* _REQUIRED WORK_
From the entries below, copy every line where the string "candidate" appears.

* _GIVEN RECORDS_
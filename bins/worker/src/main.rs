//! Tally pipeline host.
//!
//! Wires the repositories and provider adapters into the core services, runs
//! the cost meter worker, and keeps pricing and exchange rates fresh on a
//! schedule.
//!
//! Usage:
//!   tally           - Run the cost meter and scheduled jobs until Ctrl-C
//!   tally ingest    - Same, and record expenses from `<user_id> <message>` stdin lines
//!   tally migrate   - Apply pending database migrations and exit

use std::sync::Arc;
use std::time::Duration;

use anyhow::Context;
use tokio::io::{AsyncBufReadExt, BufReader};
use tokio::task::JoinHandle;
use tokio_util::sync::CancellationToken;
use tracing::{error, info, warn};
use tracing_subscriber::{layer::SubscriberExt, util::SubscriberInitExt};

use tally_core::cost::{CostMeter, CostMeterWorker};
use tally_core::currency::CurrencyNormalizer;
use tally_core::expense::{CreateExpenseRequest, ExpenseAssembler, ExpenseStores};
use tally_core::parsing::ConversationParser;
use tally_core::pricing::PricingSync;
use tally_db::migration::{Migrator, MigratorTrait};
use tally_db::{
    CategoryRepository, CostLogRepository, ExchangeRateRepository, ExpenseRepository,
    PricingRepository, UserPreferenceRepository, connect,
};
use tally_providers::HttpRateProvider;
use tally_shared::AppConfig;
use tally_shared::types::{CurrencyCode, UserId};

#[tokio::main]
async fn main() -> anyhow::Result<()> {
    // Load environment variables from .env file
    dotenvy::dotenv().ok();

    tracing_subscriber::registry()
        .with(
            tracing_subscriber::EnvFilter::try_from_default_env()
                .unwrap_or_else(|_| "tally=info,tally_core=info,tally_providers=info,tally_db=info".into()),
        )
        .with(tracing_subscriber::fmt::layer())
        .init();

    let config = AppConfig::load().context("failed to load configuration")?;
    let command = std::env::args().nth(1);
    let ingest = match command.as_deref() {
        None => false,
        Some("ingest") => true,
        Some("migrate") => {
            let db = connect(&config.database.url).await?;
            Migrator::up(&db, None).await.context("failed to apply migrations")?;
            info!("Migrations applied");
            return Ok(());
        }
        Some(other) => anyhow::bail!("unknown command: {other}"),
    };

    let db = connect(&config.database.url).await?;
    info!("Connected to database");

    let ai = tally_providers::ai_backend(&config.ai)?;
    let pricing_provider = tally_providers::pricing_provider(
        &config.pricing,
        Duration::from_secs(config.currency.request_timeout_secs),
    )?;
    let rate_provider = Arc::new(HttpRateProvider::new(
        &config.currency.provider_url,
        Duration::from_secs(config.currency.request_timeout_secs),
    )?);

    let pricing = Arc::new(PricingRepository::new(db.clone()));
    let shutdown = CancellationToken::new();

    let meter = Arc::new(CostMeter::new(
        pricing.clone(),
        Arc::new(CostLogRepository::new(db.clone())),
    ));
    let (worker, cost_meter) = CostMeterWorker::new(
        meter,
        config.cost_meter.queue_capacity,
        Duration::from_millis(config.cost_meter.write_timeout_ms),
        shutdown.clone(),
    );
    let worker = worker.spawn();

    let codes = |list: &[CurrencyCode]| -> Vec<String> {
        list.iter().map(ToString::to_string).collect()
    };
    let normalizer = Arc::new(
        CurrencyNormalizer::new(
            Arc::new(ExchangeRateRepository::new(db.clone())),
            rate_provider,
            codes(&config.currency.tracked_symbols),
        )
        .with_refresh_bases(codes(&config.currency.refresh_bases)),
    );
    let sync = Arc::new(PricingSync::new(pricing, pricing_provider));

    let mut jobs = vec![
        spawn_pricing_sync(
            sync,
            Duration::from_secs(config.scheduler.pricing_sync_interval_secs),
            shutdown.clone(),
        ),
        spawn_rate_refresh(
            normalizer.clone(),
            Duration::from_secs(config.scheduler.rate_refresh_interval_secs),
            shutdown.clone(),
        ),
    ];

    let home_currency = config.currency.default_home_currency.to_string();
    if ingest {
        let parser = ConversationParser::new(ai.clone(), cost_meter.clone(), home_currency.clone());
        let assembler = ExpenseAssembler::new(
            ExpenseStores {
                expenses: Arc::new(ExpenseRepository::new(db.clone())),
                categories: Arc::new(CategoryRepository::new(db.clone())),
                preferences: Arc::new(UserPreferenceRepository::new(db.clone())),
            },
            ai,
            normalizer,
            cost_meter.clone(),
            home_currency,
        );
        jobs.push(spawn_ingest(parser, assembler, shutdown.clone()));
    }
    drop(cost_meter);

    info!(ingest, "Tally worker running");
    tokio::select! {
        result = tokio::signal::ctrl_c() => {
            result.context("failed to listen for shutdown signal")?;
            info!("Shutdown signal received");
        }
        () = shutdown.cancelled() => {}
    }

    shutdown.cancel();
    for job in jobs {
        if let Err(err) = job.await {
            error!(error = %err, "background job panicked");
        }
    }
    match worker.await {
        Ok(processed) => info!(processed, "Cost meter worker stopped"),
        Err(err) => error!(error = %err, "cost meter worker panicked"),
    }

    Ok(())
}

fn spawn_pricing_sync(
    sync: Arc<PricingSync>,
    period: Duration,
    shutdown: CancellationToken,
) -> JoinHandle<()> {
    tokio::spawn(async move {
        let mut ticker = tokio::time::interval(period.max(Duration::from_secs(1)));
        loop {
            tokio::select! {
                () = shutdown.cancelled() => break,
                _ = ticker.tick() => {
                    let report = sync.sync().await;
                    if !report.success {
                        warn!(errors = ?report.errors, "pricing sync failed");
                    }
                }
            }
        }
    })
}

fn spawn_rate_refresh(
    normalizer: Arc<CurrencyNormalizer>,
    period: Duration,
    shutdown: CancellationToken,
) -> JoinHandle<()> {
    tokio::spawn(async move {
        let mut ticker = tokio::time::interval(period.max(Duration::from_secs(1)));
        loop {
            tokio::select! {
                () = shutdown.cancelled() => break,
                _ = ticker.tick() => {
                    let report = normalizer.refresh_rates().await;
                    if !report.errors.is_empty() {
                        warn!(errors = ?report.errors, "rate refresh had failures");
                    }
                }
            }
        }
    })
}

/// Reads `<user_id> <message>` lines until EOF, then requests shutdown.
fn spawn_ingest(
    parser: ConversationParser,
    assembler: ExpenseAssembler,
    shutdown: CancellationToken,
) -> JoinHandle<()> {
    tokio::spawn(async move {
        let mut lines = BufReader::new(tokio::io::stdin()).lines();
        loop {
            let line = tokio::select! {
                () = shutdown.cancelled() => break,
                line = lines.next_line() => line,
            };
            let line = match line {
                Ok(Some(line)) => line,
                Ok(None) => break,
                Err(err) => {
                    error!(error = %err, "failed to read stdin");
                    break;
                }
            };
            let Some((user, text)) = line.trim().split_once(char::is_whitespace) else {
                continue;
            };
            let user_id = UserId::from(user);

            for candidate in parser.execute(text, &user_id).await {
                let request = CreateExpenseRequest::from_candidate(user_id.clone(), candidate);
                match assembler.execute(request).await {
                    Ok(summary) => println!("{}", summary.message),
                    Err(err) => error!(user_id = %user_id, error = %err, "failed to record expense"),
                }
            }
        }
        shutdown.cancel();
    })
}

* _EXERCISE ANSWER_
            for candidate in parser.execute(text, &user_id).await {
                let request = CreateExpenseRequest::from_candidate(user_id.clone(), candidate);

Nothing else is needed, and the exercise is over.